_Exercise material_.
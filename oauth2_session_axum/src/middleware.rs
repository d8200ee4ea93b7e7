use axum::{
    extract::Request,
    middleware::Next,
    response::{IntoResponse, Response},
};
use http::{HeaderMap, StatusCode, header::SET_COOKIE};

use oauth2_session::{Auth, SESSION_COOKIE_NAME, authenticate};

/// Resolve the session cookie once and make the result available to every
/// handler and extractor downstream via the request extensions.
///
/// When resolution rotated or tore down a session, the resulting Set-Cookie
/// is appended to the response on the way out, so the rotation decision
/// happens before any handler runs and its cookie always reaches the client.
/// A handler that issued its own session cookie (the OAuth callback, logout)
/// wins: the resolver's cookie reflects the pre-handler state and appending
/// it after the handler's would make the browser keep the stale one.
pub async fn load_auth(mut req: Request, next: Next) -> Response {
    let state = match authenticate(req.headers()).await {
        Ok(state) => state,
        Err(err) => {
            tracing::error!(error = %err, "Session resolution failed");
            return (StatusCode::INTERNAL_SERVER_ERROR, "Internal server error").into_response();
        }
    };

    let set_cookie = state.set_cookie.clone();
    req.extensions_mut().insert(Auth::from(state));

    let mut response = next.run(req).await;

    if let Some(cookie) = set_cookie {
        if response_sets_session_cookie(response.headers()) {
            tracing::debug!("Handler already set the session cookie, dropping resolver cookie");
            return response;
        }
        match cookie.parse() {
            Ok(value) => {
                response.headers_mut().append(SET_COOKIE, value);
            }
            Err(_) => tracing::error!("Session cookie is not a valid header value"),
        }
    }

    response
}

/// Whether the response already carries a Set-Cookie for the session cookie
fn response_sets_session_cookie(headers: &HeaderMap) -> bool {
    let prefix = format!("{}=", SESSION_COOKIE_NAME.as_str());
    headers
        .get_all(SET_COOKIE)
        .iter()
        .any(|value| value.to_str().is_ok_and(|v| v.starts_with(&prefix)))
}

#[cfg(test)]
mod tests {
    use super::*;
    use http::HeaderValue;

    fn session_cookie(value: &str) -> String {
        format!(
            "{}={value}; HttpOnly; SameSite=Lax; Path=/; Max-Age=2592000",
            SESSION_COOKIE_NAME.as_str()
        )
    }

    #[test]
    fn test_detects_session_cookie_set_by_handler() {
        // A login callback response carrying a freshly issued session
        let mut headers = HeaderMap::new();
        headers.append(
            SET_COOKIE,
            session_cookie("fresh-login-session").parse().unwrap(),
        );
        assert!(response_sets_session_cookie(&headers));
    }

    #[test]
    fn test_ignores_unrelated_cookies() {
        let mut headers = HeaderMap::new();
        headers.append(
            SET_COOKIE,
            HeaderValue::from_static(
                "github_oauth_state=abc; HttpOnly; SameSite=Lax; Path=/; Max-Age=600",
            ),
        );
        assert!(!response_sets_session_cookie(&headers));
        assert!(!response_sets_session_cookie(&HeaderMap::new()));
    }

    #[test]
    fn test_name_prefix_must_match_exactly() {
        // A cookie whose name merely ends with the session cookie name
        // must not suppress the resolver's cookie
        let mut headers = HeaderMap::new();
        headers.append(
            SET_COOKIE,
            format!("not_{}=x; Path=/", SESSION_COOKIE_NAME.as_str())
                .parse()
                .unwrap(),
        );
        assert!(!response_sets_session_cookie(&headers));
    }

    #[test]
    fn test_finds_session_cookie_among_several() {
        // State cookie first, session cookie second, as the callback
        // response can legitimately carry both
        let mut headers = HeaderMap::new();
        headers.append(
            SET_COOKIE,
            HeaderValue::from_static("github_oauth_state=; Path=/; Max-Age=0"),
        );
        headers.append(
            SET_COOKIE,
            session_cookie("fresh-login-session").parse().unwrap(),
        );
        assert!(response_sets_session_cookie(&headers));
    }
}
--
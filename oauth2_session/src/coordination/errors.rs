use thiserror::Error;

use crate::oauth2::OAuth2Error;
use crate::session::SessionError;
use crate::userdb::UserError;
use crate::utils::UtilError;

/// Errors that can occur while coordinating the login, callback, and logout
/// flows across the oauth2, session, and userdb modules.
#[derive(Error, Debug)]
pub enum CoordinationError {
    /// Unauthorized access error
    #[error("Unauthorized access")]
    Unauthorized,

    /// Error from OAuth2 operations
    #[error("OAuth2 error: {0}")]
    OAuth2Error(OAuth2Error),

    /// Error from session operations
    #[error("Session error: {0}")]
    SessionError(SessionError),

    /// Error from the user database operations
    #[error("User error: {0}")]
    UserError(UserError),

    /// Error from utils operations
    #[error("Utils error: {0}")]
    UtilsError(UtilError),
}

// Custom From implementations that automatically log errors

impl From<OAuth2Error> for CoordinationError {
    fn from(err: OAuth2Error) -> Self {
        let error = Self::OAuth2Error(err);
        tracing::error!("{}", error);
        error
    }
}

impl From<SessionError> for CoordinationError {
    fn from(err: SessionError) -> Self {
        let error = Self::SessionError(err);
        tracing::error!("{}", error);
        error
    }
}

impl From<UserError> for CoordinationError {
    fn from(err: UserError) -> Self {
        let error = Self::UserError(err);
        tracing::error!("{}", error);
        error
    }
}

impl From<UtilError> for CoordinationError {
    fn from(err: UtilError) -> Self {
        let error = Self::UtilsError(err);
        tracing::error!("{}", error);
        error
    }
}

_Work instruction_. The lines above from the one with "filename oauth2_session_axum/src/middleware.rs" through the one with "the resulting Set-Cookie" are to be duplicated exactly, ends included, with nothing added.

_Result of the exercise_.
filename oauth2_session_axum/src/middleware.rs
repository d8200ee4ea93b7e7
use axum::{
    extract::Request,
    middleware::Next,
    response::{IntoResponse, Response},
};
use http::{HeaderMap, StatusCode, header::SET_COOKIE};

use oauth2_session::{Auth, SESSION_COOKIE_NAME, authenticate};

/// Resolve the session cookie once and make the result available to every
/// handler and extractor downstream via the request extensions.
///
/// When resolution rotated or tore down a session, the resulting Set-Cookie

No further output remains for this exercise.